§ What the task asks
Extract the full set of records that follows, word for word.

§ Material provided
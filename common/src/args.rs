use clap::Parser;

#[derive(Parser, Debug, Clone)]
pub struct CloudArgs {
    /// Region stamped into every allocated ARN
    #[arg(long, env = "AWS_REGION", default_value = "us-east-1")]
    pub region: String,

    /// Simulated account identity
    #[arg(long, env = "AWS_ACCOUNT_ID", default_value = "000000000000")]
    pub account_id: String,
}

#[derive(Parser, Debug, Clone)]
pub struct RuntimeArgs {
    /// Drive task lifecycles with the in-process worker instead of Kubernetes
    #[arg(long, env = "TEST_MODE", default_value_t = false)]
    pub test_mode: bool,

    /// Defer Kubernetes client creation until the first workload needs it
    #[arg(long, env = "CONTAINER_MODE", default_value_t = false)]
    pub container_mode: bool,

    /// Path to a kubeconfig; in-cluster configuration is tried first
    #[arg(long, env = "KUBECONFIG")]
    pub kubeconfig: Option<String>,
}

#[derive(Parser, Debug, Clone)]
pub struct DatabaseArgs {
    /// Storage backend: "memory" or "postgres"
    #[arg(long, env = "STEVEDORE_DB", default_value = "memory")]
    pub db: String,

    #[clap(flatten)]
    pub postgres: PostgresArgs,
}

#[derive(Parser, Debug, Clone)]
pub struct PostgresArgs {
    #[arg(long, env = "POSTGRES_HOST", default_value = "localhost")]
    pub postgres_host: String,

    #[arg(long, env = "POSTGRES_PORT", default_value_t = 5432)]
    pub postgres_port: u16,

    #[arg(long, env = "POSTGRES_DATABASE", default_value = "postgres")]
    pub postgres_database: String,

    #[arg(long, env = "POSTGRES_USERNAME", default_value = "postgres")]
    pub postgres_username: String,

    #[arg(long, env = "POSTGRES_PASSWORD")]
    pub postgres_password: Option<String>,
}

#[derive(Parser, Debug, Clone)]
pub struct WebSocketArgs {
    /// Allowed WebSocket origins; exact values or `*.domain` wildcards
    #[arg(long, env = "WS_ALLOWED_ORIGINS", value_delimiter = ',')]
    pub ws_allowed_origins: Vec<String>,

    /// Max inbound messages per connection per minute
    #[arg(long, env = "WS_RATE_LIMIT_PER_MINUTE", default_value_t = 600)]
    pub ws_rate_limit_per_minute: u32,

    #[arg(long, env = "WS_MAX_CONNECTIONS_PER_USER", default_value_t = 16)]
    pub ws_max_connections_per_user: u32,

    #[arg(long, env = "WS_MAX_CONNECTIONS_PER_IP", default_value_t = 32)]
    pub ws_max_connections_per_ip: u32,
}

#[derive(Parser, Debug, Clone)]
pub struct RetentionArgs {
    /// Task logs older than this many hours are pruned
    #[arg(long, env = "LOG_RETENTION_HOURS", default_value_t = 72)]
    pub log_retention_hours: i64,
}

#[derive(Parser, Debug, Clone)]
pub struct UpstreamArgs {
    /// Simulated-cloud service that unrecognised requests are proxied to
    #[arg(
        long,
        env = "UPSTREAM_ENDPOINT",
        default_value = "http://localhost:4566"
    )]
    pub upstream_endpoint: String,
}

§ Answer to this problem
filename common/src/args.rs
use clap::Parser;

#[derive(Parser, Debug, Clone)]
pub struct CloudArgs {
    /// Region stamped into every allocated ARN
    #[arg(long, env = "AWS_REGION", default_value = "us-east-1")]
    pub region: String,

    /// Simulated account identity
    #[arg(long, env = "AWS_ACCOUNT_ID", default_value = "000000000000")]
    pub account_id: String,
}

#[derive(Parser, Debug, Clone)]
pub struct RuntimeArgs {
    /// Drive task lifecycles with the in-process worker instead of Kubernetes
    #[arg(long, env = "TEST_MODE", default_value_t = false)]
    pub test_mode: bool,

    /// Defer Kubernetes client creation until the first workload needs it
    #[arg(long, env = "CONTAINER_MODE", default_value_t = false)]
    pub container_mode: bool,

    /// Path to a kubeconfig; in-cluster configuration is tried first
    #[arg(long, env = "KUBECONFIG")]
    pub kubeconfig: Option<String>,
}

#[derive(Parser, Debug, Clone)]
pub struct DatabaseArgs {
    /// Storage backend: "memory" or "postgres"
    #[arg(long, env = "STEVEDORE_DB", default_value = "memory")]
    pub db: String,

    #[clap(flatten)]
    pub postgres: PostgresArgs,
}

#[derive(Parser, Debug, Clone)]
pub struct PostgresArgs {
    #[arg(long, env = "POSTGRES_HOST", default_value = "localhost")]
    pub postgres_host: String,

    #[arg(long, env = "POSTGRES_PORT", default_value_t = 5432)]
    pub postgres_port: u16,

    #[arg(long, env = "POSTGRES_DATABASE", default_value = "postgres")]
    pub postgres_database: String,

    #[arg(long, env = "POSTGRES_USERNAME", default_value = "postgres")]
    pub postgres_username: String,

    #[arg(long, env = "POSTGRES_PASSWORD")]
    pub postgres_password: Option<String>,
}

#[derive(Parser, Debug, Clone)]
pub struct WebSocketArgs {
    /// Allowed WebSocket origins; exact values or `*.domain` wildcards
    #[arg(long, env = "WS_ALLOWED_ORIGINS", value_delimiter = ',')]
    pub ws_allowed_origins: Vec<String>,

    /// Max inbound messages per connection per minute
    #[arg(long, env = "WS_RATE_LIMIT_PER_MINUTE", default_value_t = 600)]
    pub ws_rate_limit_per_minute: u32,

    #[arg(long, env = "WS_MAX_CONNECTIONS_PER_USER", default_value_t = 16)]
    pub ws_max_connections_per_user: u32,

    #[arg(long, env = "WS_MAX_CONNECTIONS_PER_IP", default_value_t = 32)]
    pub ws_max_connections_per_ip: u32,
}

#[derive(Parser, Debug, Clone)]
pub struct RetentionArgs {
    /// Task logs older than this many hours are pruned
    #[arg(long, env = "LOG_RETENTION_HOURS", default_value_t = 72)]
    pub log_retention_hours: i64,
}

#[derive(Parser, Debug, Clone)]
pub struct UpstreamArgs {
    /// Simulated-cloud service that unrecognised requests are proxied to
    #[arg(
        long,
        env = "UPSTREAM_ENDPOINT",
        default_value = "http://localhost:4566"
    )]
    pub upstream_endpoint: String,
}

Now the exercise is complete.